** Exercise **
If a line in the data below holds the word "SpiRegisters", copy it.

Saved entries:
Content starts

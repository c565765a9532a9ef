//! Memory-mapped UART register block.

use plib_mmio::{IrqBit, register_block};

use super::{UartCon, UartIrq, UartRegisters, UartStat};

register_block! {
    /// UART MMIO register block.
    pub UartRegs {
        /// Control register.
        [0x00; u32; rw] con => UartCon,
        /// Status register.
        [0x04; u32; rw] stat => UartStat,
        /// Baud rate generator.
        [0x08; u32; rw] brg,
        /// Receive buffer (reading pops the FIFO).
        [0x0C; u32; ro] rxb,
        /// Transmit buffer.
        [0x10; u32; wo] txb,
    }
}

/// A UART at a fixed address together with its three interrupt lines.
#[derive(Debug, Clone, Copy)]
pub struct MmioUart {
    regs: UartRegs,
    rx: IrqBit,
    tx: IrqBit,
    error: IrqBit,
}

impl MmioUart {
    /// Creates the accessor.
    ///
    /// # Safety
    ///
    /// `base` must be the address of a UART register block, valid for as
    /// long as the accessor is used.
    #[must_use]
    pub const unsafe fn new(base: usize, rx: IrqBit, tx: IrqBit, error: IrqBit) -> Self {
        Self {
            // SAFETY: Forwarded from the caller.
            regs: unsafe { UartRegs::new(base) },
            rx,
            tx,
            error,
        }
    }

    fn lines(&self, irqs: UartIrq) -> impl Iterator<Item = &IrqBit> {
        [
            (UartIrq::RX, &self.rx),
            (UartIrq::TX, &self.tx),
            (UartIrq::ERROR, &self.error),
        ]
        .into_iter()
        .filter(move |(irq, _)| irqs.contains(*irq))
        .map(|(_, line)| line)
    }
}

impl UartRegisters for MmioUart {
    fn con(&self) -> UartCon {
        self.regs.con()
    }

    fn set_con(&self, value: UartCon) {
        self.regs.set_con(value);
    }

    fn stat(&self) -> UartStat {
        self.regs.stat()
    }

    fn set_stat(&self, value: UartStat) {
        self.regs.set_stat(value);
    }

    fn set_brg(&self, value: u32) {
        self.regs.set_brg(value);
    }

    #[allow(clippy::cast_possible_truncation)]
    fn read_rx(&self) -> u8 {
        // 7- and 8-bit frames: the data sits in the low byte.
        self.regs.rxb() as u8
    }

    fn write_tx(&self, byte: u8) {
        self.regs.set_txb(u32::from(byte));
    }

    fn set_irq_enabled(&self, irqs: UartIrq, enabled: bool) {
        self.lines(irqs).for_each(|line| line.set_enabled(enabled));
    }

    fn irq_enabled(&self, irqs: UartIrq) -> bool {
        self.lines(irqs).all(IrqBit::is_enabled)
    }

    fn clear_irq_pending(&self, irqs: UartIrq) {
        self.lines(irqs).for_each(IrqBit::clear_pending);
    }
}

Content ends
Content starts

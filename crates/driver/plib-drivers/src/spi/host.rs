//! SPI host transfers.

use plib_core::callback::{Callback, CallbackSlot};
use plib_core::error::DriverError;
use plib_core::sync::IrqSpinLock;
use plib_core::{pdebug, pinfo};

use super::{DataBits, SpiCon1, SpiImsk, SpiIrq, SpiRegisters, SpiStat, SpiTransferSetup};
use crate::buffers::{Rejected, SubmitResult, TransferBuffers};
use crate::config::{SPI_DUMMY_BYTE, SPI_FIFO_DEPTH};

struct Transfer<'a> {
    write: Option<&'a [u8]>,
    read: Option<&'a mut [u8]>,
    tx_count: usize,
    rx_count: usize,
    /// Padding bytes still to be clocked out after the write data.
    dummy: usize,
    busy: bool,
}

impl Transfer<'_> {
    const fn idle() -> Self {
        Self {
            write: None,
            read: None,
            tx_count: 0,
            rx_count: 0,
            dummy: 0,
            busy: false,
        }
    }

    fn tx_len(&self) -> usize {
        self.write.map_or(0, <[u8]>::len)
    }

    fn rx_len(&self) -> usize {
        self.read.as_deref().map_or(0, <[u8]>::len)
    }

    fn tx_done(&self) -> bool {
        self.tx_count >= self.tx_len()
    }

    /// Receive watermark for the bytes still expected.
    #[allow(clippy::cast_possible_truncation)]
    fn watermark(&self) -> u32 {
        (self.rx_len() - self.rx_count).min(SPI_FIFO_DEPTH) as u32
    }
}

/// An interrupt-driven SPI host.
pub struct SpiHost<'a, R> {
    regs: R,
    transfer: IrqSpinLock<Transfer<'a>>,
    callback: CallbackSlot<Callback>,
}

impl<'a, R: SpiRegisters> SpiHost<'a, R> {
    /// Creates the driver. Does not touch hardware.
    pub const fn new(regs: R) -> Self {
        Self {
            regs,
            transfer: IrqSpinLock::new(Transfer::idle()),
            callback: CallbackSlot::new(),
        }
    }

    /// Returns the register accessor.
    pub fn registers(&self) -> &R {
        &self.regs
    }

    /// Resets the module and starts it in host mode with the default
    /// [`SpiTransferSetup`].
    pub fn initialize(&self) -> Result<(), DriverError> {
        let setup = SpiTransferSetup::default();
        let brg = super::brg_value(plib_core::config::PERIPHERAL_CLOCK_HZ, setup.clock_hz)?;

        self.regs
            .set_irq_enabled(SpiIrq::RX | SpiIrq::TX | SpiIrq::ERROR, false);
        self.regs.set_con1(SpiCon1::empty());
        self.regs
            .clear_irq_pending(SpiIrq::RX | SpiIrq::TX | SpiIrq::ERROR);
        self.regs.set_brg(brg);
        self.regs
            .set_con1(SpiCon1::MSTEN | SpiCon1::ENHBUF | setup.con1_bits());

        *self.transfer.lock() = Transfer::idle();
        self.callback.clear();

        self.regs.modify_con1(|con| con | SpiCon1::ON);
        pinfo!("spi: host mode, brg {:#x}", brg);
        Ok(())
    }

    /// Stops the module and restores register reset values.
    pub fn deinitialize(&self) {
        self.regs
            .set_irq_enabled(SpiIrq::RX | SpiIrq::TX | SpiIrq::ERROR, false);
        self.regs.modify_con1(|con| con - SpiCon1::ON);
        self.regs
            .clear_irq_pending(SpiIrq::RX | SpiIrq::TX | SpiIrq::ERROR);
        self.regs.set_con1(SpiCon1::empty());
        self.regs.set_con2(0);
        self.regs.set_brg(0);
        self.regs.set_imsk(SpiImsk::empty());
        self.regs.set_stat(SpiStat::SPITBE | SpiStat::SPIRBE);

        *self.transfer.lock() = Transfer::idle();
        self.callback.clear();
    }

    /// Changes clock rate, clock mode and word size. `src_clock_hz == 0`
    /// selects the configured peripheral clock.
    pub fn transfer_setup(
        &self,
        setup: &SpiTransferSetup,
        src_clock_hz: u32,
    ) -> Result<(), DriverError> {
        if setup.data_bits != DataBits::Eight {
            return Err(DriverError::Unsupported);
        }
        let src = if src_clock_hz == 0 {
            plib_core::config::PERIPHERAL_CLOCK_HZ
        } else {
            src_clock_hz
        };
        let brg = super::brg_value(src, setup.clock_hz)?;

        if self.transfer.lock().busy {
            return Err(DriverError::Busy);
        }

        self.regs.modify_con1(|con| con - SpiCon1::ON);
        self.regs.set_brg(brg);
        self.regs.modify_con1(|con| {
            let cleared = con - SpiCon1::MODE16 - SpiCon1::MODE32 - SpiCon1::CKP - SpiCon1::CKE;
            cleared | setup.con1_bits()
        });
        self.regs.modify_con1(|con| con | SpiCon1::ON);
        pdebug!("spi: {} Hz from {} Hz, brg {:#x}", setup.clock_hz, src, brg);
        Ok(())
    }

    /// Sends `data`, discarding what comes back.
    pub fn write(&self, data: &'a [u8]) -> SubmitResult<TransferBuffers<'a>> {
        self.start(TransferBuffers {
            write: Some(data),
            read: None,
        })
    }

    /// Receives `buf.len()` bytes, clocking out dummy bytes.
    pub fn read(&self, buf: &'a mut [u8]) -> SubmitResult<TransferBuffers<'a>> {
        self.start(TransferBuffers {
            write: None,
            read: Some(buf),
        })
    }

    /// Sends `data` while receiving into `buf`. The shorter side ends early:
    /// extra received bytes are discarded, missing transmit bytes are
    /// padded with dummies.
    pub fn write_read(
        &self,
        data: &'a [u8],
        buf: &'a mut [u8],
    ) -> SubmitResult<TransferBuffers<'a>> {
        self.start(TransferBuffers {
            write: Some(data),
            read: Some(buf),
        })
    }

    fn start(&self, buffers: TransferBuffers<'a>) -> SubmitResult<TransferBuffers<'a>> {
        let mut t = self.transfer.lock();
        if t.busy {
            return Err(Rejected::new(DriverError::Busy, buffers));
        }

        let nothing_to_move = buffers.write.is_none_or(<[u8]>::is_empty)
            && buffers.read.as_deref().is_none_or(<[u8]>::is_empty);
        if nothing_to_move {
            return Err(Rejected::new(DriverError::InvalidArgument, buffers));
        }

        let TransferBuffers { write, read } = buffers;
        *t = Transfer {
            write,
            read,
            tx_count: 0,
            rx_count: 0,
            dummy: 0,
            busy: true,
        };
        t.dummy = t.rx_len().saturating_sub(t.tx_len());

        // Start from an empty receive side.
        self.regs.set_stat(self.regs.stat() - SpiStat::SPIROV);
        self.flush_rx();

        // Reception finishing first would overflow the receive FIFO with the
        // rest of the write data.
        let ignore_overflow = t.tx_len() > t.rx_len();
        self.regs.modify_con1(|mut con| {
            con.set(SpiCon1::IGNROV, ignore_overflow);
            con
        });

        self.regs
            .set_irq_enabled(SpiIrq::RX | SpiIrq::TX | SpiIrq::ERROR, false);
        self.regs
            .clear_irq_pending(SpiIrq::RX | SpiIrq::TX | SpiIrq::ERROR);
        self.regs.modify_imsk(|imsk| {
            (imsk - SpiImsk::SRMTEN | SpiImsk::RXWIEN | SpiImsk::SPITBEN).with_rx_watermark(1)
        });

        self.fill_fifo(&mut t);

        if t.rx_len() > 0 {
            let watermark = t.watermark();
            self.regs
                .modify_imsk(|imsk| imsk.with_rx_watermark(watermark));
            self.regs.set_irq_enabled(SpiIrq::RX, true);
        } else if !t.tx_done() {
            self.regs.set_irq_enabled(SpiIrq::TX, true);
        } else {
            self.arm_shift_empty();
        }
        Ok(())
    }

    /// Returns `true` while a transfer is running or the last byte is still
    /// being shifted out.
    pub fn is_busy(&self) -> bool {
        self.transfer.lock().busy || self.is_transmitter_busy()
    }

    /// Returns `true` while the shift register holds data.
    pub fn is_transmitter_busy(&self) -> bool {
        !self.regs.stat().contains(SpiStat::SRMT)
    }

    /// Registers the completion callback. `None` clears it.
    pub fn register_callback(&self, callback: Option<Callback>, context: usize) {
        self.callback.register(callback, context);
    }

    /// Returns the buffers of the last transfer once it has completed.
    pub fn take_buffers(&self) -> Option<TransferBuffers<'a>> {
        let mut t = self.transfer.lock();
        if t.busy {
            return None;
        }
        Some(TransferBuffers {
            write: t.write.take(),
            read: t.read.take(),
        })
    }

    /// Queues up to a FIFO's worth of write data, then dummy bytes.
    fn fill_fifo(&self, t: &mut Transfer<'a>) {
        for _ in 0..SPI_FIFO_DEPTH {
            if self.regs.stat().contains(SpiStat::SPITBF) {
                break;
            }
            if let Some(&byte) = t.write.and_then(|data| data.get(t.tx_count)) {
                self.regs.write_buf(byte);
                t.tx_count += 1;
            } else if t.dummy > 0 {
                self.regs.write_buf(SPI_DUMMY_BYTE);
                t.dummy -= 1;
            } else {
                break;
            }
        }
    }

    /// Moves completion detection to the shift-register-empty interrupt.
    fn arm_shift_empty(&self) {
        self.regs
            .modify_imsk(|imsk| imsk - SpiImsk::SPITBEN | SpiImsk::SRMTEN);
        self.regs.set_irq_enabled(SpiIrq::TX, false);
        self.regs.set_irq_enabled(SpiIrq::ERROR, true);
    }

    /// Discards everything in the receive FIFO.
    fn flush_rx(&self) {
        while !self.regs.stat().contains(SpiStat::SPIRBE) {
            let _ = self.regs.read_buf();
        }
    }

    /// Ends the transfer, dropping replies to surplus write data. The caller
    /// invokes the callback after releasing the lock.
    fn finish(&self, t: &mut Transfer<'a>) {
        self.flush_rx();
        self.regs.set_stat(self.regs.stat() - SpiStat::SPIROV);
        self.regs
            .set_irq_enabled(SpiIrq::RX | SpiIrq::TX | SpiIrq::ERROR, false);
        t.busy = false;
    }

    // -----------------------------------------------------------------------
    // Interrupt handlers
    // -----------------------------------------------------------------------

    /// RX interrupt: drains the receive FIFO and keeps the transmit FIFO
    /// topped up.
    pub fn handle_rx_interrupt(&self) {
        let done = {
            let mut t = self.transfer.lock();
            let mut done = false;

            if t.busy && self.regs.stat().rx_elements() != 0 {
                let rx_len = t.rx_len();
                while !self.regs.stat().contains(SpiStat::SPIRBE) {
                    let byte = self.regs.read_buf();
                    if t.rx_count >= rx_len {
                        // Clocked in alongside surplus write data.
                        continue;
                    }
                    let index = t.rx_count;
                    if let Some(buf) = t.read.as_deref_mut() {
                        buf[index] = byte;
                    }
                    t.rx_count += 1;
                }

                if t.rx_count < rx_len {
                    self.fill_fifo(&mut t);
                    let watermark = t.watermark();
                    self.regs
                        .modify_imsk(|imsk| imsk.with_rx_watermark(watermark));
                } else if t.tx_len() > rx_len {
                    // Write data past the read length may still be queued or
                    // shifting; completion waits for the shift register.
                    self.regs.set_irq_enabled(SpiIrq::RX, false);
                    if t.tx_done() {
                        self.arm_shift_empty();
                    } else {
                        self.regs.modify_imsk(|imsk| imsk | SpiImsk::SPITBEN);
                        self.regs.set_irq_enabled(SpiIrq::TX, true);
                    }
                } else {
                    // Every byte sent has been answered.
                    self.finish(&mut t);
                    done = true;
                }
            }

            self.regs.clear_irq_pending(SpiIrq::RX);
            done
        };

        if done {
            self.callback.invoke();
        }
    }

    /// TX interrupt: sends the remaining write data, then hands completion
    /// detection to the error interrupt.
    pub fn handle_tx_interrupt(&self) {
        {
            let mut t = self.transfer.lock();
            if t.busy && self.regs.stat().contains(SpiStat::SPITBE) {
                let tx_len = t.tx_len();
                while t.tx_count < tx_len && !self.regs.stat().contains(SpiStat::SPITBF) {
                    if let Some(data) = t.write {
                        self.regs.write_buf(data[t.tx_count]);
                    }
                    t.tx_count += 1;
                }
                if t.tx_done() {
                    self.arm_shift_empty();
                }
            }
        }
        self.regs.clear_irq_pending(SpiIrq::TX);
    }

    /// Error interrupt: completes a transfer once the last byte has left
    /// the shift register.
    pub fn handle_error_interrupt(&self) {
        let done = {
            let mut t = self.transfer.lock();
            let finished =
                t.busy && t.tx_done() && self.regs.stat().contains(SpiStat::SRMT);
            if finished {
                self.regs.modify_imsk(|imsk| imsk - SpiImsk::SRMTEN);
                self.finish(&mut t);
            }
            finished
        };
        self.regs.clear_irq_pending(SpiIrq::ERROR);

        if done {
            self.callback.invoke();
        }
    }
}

Content ends

** Answer for this exercise **
use super::{DataBits, SpiCon1, SpiImsk, SpiIrq, SpiRegisters, SpiStat, SpiTransferSetup};
impl<'a, R: SpiRegisters> SpiHost<'a, R> {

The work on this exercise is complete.